Many performance measures are based on ‘decomposable’ losses, which means they compute the differences between the predicted values and ground truth values first on an observation level and then aggregate the individual loss values over the test set into a single numeric score. For example, the classification accuracy compares whether the predicted values from the response column have the same value as the ground truth values from the truth column of the Prediction object. Hence, for each observation, the decomposable loss takes either value 1 (if response and truth have the same value) or 0 otherwise. The $score() method summarizes these individual loss values into a an average value – the percentage where our prediction was correct. Other performance measures that are not decomposable instead act on a set of observations, we will return to this in detail when we look at the AUC measure in Section 3.4. Figure 3.1 illustrates the input-output behavior of the $score() method, we will return to this when we turn to more complex evaluation strategies.

A funnel-shaped diagram where the far left box shows the output from a classification prediction object with row_ids, truth, and response columns. Next to this is a box that just says '$score()', which then passes to the right in a funnel shape to a box that says 'classif.acc 0.920354'.
Figure 3.1: Illustration of the $score() method which aggregates predictions of multiple observations contained in a prediction object into a single numeric score

3.2 Resampling

Resampling strategies repeatedly split all available data into multiple training and test sets, with one repetition corresponding to what is called a ‘resampling iteration’ in mlr3. An intermediate model is then trained on each training set and the test set is used to measure the performance in each resampling iteration. The generalization performance is finally estimated by aggregating the performance scores over multiple resampling iterations (Figure 3.2). By repeating the data splitting process, data points are repeatedly used for both training and testing, allowing more efficient use of all available data for performance estimation. Furthermore, a high number of resampling iterations can reduce the variance in our scores and thus result in a more reliable performance estimate. This means that the performance estimate is less likely to be affected by an ‘unlucky’ split (e.g., a split that does not reflect the original data distribution).
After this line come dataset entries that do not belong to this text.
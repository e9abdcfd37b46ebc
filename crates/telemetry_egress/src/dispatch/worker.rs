//! Self-managing worker over a bounded queue.
//!
//! At most one worker is active per queue. It is started on demand by the
//! first push that finds no active worker and retires after sitting idle for
//! `idle_timeout`.
//!
//! # Hand-off
//!
//! ```text
//!  producer                              retiring worker
//!  --------                              ---------------
//!  push(cmd)                             active = false
//!  fence(SeqCst)                         fence(SeqCst)
//!  CAS active false -> true              while !active: try_recv -> run
//!    ok  => spawn new worker
//!    err => the retiring worker (or
//!           the one that won) sees cmd
//! ```
//!
//! The two fences order each side's write before its read, so either the
//! producer sees `active == false` and spawns, or the retiring worker sees the
//! pushed command. A freshly spawned worker may overlap a retiring one for a
//! moment; the retiring one stops as soon as it observes `active == true`.

use super::Executor;
use crate::command::SendCommand;
use crate::invariants::{debug_assert_had_outstanding, debug_assert_within_capacity};
use std::sync::atomic::{fence, AtomicBool, AtomicU64, AtomicUsize, Ordering};
use std::sync::Arc;
use std::time::Duration;
use tokio::runtime::Handle;
use tokio::sync::{mpsc, Mutex, Notify, Semaphore};

pub(super) struct WorkerQueue {
    tx: mpsc::Sender<SendCommand>,
    rx: Mutex<mpsc::Receiver<SendCommand>>,
    /// Set while some worker owns the queue.
    active: AtomicBool,
    /// Accepted commands not yet completed, queued or running.
    outstanding: AtomicUsize,
    /// Woken when `outstanding` drops to zero.
    idle: Notify,
    workers_spawned: AtomicU64,
    capacity: usize,
    idle_timeout: Duration,
    executor: Arc<Executor>,
    runtime: Handle,
}

impl WorkerQueue {
    pub(super) fn new(
        capacity: usize,
        idle_timeout: Duration,
        executor: Arc<Executor>,
        runtime: Handle,
    ) -> Arc<Self> {
        let capacity = capacity.min(Semaphore::MAX_PERMITS);
        // tokio channels need room for at least one item; a zero capacity is
        // enforced by `reserve` instead
        let (tx, rx) = mpsc::channel(capacity.max(1));
        Arc::new(Self {
            tx,
            rx: Mutex::new(rx),
            active: AtomicBool::new(false),
            outstanding: AtomicUsize::new(0),
            idle: Notify::new(),
            workers_spawned: AtomicU64::new(0),
            capacity,
            idle_timeout,
            executor,
            runtime,
        })
    }

    pub(super) fn is_active(&self) -> bool {
        self.active.load(Ordering::SeqCst)
    }

    pub(super) fn workers_spawned(&self) -> u64 {
        self.workers_spawned.load(Ordering::Relaxed)
    }

    /// Queues a command without waiting, starting a worker if none is active.
    pub(super) fn try_dispatch(self: &Arc<Self>, cmd: SendCommand) -> bool {
        if !self.reserve() {
            return false;
        }
        if self.tx.try_send(cmd).is_err() {
            self.complete_one();
            return false;
        }

        fence(Ordering::SeqCst);
        if self
            .active
            .compare_exchange(false, true, Ordering::SeqCst, Ordering::SeqCst)
            .is_ok()
        {
            self.spawn_worker();
        }
        true
    }

    /// Waits until every accepted command has completed.
    pub(super) async fn drain(&self) {
        loop {
            let idle = self.idle.notified();
            tokio::pin!(idle);
            // register before checking so a completion in between is not missed
            idle.as_mut().enable();
            if self.outstanding.load(Ordering::Acquire) == 0 {
                return;
            }
            idle.await;
        }
    }

    fn reserve(&self) -> bool {
        let reserved = self
            .outstanding
            .fetch_update(Ordering::AcqRel, Ordering::Acquire, |n| {
                (n < self.capacity).then_some(n + 1)
            });
        match reserved {
            Ok(previous) => {
                debug_assert_within_capacity!(previous + 1, self.capacity);
                true
            }
            Err(_) => false,
        }
    }

    fn complete_one(&self) {
        let previous = self.outstanding.fetch_sub(1, Ordering::AcqRel);
        debug_assert_had_outstanding!(previous);
        if previous == 1 {
            self.idle.notify_waiters();
        }
    }

    fn spawn_worker(self: &Arc<Self>) {
        self.workers_spawned.fetch_add(1, Ordering::Relaxed);
        let queue = Arc::clone(self);
        self.runtime.spawn(queue.work());
    }

    async fn run(&self, cmd: SendCommand) {
        let _done = Completion(self);
        self.executor.run(cmd).await;
    }

    async fn work(self: Arc<Self>) {
        let _retire = RetireOnPanic(&self.active);

        loop {
            let next = {
                let mut rx = self.rx.lock().await;
                tokio::time::timeout(self.idle_timeout, rx.recv())
                    .await
                    .ok()
                    .flatten()
            };
            match next {
                Some(cmd) => self.run(cmd).await,
                None => break,
            }
        }

        self.active.store(false, Ordering::SeqCst);
        fence(Ordering::SeqCst);
        self.drain_retiring().await;
    }

    /// Runs leftovers while no other worker is known to be active. A held
    /// receiver lock means another worker is servicing the queue.
    async fn drain_retiring(&self) {
        while !self.active.load(Ordering::SeqCst) {
            let next = match self.rx.try_lock() {
                Ok(mut rx) => rx.try_recv().ok(),
                Err(_) => None,
            };
            match next {
                Some(cmd) => self.run(cmd).await,
                None => return,
            }
        }
    }
}

/// Marks one outstanding command complete when dropped, even on panic.
struct Completion<'a>(&'a WorkerQueue);

impl Drop for Completion<'_> {
    fn drop(&mut self) {
        self.0.complete_one();
    }
}

/// Clears the active flag if a worker dies mid-command so the next push
/// starts a replacement.
struct RetireOnPanic<'a>(&'a AtomicBool);

impl Drop for RetireOnPanic<'_> {
    fn drop(&mut self) {
        if std::thread::panicking() {
            self.0.store(false, Ordering::SeqCst);
        }
    }
}

#[cfg(test)]
mod tests {
    use super::*;
    use crate::counters::Counters;
    use crate::sender::{GatedSender, RecordingSender, SenderBoxed};
    use crate::wire::MetricPoint;
    use std::collections::HashMap;

    fn cmd(i: usize) -> SendCommand {
        SendCommand::Metric(MetricPoint {
            name: format!("m{i}"),
            value: 0.0,
            timestamp_millis: 0,
            source: String::new(),
            tags: HashMap::new(),
        })
    }

    fn queue(sender: Arc<dyn SenderBoxed>, capacity: usize, idle: Duration) -> Arc<WorkerQueue> {
        let executor = Arc::new(Executor {
            sender,
            counters: Arc::new(Counters::default()),
            verbose: false,
        });
        WorkerQueue::new(capacity, idle, executor, Handle::current())
    }

    #[tokio::test]
    async fn test_outstanding_is_hard_bound() {
        let sender = Arc::new(GatedSender::new());
        let queue = queue(sender.clone(), 3, Duration::from_secs(5));

        for i in 0..3 {
            assert!(queue.try_dispatch(cmd(i)));
        }
        // let the worker pick one up; that must not free a slot
        tokio::time::sleep(Duration::from_millis(20)).await;
        assert_eq!(sender.started(), 1);
        assert!(!queue.try_dispatch(cmd(3)));

        sender.open();
        queue.drain().await;
        assert_eq!(sender.completed(), 3);
        assert_eq!(queue.outstanding.load(Ordering::SeqCst), 0);
    }

    #[tokio::test]
    async fn test_worker_retires_when_idle_and_restarts() {
        let sender = Arc::new(RecordingSender::new());
        let queue = queue(sender.clone(), 10, Duration::from_millis(10));

        assert!(queue.try_dispatch(cmd(0)));
        queue.drain().await;
        tokio::time::sleep(Duration::from_millis(100)).await;
        assert!(!queue.is_active());
        assert_eq!(queue.workers_spawned(), 1);

        assert!(queue.try_dispatch(cmd(1)));
        assert!(queue.is_active());
        queue.drain().await;

        assert_eq!(sender.metrics().len(), 2);
        assert_eq!(queue.workers_spawned(), 2);
    }

    #[tokio::test]
    async fn test_retiring_worker_drains_leftovers() {
        let sender = Arc::new(RecordingSender::new());
        let queue = queue(sender.clone(), 10, Duration::from_secs(5));

        // Simulate a push that raced a retiring worker: the command is queued
        // but no worker was spawned for it.
        assert!(queue.reserve());
        queue.tx.try_send(cmd(0)).unwrap();
        assert!(!queue.is_active());

        queue.drain_retiring().await;
        queue.drain().await;

        assert_eq!(sender.metrics().len(), 1);
        assert!(!queue.is_active());
    }
}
A flowchart-like diagram with 3 overlapping boxes. Left box has the caption 'Data splitting / resampling process', upper right box has caption 'Learning process', and lower right box has caption 'Evaluation process'. The process starts in the left box with 'Data' and an arrow to 'Resampling Strategy', which separates into two elements stacked vertically: 'Train Set(s)' above and 'Test Set(s)' below. The 'Train set(s)' element leads to a 'Learner' box, which is inside the larger 'Learning Process' box. A box that says 'Hyperparameters' also sits within the 'Learning Process' and is connected with an arrow also pointing to 'Learner'. An arrow points from the 'Learner' to a stack of 'Intermediate Model(s)'. One thick arrow goes down into the yellow box to a stack of 'Prediction(s)'. An arrow goes from there to 'Performance measure'. The 'Test set(s)' from earlier also have an arrow to 'Performance measure'. From there, a thick arrow goes to 'Performance Value(s)', which has a final dashed arrow to 'Aggregated Performance'.
Figure 3.2: A general abstraction of the performance estimation process. The available data is (repeatedly) split into training data and test data (data splitting / resampling process). The learner is trained on each training dataset and produces intermediate models (learning process). Each intermediate model makes predictions based on the features in the test data. The performance measure compares these predictions with the ground truth from the test data and computes a performance value for each test dataset. All performance values are aggregated into a scalar value to estimate the generalization performance (evaluation process).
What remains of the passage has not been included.